**Material shown:**
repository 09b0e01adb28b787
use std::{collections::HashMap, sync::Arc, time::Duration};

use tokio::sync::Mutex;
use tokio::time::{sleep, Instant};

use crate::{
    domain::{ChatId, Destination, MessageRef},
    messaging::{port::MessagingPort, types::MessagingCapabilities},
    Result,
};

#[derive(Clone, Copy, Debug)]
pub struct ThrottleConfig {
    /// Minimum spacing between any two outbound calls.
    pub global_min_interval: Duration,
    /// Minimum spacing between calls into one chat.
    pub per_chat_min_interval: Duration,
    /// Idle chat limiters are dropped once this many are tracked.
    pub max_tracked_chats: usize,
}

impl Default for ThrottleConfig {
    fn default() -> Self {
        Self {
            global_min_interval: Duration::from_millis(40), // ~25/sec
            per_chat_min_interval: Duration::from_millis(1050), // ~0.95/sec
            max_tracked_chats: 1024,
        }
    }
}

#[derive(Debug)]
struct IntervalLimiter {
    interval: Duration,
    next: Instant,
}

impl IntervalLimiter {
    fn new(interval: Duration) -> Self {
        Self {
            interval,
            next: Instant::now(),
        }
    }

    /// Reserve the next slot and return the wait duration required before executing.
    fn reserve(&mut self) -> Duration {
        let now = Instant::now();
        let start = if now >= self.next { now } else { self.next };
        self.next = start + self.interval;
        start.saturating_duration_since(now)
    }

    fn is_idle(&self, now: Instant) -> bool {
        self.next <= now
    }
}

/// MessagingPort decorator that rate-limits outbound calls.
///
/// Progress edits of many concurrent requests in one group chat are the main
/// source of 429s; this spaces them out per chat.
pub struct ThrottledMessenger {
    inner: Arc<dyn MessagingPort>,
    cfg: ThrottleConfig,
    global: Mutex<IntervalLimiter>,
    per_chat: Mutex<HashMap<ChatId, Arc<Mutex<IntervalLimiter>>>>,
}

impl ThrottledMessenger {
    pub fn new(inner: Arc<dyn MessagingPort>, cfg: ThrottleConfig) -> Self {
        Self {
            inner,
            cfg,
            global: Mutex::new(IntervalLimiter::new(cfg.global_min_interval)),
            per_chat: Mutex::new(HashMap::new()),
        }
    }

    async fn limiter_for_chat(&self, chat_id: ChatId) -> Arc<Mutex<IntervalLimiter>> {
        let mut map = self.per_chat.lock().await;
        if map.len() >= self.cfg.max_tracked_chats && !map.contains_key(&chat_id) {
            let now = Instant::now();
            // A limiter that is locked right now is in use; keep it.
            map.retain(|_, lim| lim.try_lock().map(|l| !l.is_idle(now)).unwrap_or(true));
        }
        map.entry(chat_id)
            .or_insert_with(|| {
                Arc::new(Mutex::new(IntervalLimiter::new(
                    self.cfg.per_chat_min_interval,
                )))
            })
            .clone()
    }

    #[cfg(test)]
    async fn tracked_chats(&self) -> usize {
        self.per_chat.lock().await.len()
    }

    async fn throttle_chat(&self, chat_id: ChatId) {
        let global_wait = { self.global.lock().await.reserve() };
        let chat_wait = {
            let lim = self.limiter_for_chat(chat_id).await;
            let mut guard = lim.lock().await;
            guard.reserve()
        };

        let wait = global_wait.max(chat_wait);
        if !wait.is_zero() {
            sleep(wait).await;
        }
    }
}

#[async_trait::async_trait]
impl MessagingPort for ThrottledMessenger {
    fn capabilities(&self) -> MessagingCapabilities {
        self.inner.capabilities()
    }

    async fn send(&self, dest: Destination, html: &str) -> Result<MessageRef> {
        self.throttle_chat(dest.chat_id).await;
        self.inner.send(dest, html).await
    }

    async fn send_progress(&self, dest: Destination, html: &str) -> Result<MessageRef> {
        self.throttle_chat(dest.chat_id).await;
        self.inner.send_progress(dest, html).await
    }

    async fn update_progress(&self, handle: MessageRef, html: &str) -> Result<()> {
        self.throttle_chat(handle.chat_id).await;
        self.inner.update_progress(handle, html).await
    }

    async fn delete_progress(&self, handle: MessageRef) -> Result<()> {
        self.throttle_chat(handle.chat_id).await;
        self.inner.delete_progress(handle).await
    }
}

* * *

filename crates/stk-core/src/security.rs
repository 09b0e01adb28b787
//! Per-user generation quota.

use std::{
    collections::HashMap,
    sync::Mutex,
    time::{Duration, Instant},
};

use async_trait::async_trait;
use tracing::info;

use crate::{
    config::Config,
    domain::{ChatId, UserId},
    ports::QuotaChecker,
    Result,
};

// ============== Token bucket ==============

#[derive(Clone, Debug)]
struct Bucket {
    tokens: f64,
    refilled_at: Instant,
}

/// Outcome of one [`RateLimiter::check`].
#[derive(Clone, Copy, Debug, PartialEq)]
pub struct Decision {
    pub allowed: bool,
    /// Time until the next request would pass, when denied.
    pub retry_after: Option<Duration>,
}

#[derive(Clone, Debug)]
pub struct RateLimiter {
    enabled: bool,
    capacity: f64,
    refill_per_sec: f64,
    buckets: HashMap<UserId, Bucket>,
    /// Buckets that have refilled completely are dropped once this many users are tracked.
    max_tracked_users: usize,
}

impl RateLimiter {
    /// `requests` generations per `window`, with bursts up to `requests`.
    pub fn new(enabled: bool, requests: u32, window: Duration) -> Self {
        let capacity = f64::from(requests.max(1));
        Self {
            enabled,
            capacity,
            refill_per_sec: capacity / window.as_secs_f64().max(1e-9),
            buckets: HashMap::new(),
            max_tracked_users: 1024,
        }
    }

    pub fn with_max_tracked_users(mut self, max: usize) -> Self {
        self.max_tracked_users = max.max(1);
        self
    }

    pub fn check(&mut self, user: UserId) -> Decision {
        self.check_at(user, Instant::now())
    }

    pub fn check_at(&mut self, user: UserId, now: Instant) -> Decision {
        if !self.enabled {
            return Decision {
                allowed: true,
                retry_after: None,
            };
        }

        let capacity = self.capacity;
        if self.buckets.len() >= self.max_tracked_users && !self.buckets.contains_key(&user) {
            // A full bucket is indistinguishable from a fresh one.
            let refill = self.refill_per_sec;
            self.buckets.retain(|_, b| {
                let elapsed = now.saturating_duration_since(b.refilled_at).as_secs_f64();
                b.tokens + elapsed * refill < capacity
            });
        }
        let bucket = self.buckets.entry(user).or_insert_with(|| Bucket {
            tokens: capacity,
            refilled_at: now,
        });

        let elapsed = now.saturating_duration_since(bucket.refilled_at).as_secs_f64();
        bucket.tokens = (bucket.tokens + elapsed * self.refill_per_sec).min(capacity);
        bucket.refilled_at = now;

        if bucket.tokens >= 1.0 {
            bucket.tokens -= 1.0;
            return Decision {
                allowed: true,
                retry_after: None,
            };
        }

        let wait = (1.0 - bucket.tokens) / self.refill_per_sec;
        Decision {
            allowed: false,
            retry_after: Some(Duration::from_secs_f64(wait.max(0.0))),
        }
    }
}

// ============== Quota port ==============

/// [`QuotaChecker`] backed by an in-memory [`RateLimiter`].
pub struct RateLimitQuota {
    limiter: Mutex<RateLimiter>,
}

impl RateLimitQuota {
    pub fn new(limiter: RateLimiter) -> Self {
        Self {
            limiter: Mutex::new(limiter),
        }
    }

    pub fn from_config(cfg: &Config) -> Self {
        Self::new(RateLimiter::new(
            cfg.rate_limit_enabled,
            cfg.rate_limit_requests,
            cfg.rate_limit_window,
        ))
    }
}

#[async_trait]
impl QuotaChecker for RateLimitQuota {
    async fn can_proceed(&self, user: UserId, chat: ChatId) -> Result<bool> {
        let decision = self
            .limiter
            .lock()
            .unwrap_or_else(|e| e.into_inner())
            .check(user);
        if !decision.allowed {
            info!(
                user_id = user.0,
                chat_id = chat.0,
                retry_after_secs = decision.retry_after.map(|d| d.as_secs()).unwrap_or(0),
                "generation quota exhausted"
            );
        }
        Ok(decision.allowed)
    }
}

...

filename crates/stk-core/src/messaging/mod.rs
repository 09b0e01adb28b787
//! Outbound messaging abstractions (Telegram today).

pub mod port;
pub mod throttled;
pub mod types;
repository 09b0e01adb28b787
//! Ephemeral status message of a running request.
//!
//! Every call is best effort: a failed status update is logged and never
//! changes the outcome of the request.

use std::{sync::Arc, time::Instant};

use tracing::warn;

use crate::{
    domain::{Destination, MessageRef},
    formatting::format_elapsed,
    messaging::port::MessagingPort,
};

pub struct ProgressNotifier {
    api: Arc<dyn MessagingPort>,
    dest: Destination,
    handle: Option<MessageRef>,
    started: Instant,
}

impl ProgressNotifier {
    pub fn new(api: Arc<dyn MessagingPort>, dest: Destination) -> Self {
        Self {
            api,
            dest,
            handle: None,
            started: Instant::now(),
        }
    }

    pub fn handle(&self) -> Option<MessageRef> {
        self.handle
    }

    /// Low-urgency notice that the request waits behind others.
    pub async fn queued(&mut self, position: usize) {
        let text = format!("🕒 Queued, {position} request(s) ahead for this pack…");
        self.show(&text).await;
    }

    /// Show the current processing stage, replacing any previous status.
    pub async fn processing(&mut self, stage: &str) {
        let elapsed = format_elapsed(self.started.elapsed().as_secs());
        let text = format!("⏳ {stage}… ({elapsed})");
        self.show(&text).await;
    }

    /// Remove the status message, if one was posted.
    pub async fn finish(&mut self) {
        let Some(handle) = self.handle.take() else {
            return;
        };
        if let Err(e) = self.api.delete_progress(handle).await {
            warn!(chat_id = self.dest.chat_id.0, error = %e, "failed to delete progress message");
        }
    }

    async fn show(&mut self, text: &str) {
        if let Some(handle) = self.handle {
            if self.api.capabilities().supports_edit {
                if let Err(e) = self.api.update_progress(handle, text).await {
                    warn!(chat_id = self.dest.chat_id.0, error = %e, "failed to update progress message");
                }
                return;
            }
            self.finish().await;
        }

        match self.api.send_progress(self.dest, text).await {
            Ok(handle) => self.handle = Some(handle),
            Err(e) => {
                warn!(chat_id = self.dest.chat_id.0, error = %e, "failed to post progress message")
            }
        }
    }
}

**Task objective:** Whenever the word "stage" appears in a line of the listing, report that line.

**Output below:**
    /// Show the current processing stage, replacing any previous status.
    pub async fn processing(&mut self, stage: &str) {
        let text = format!("⏳ {stage}… ({elapsed})");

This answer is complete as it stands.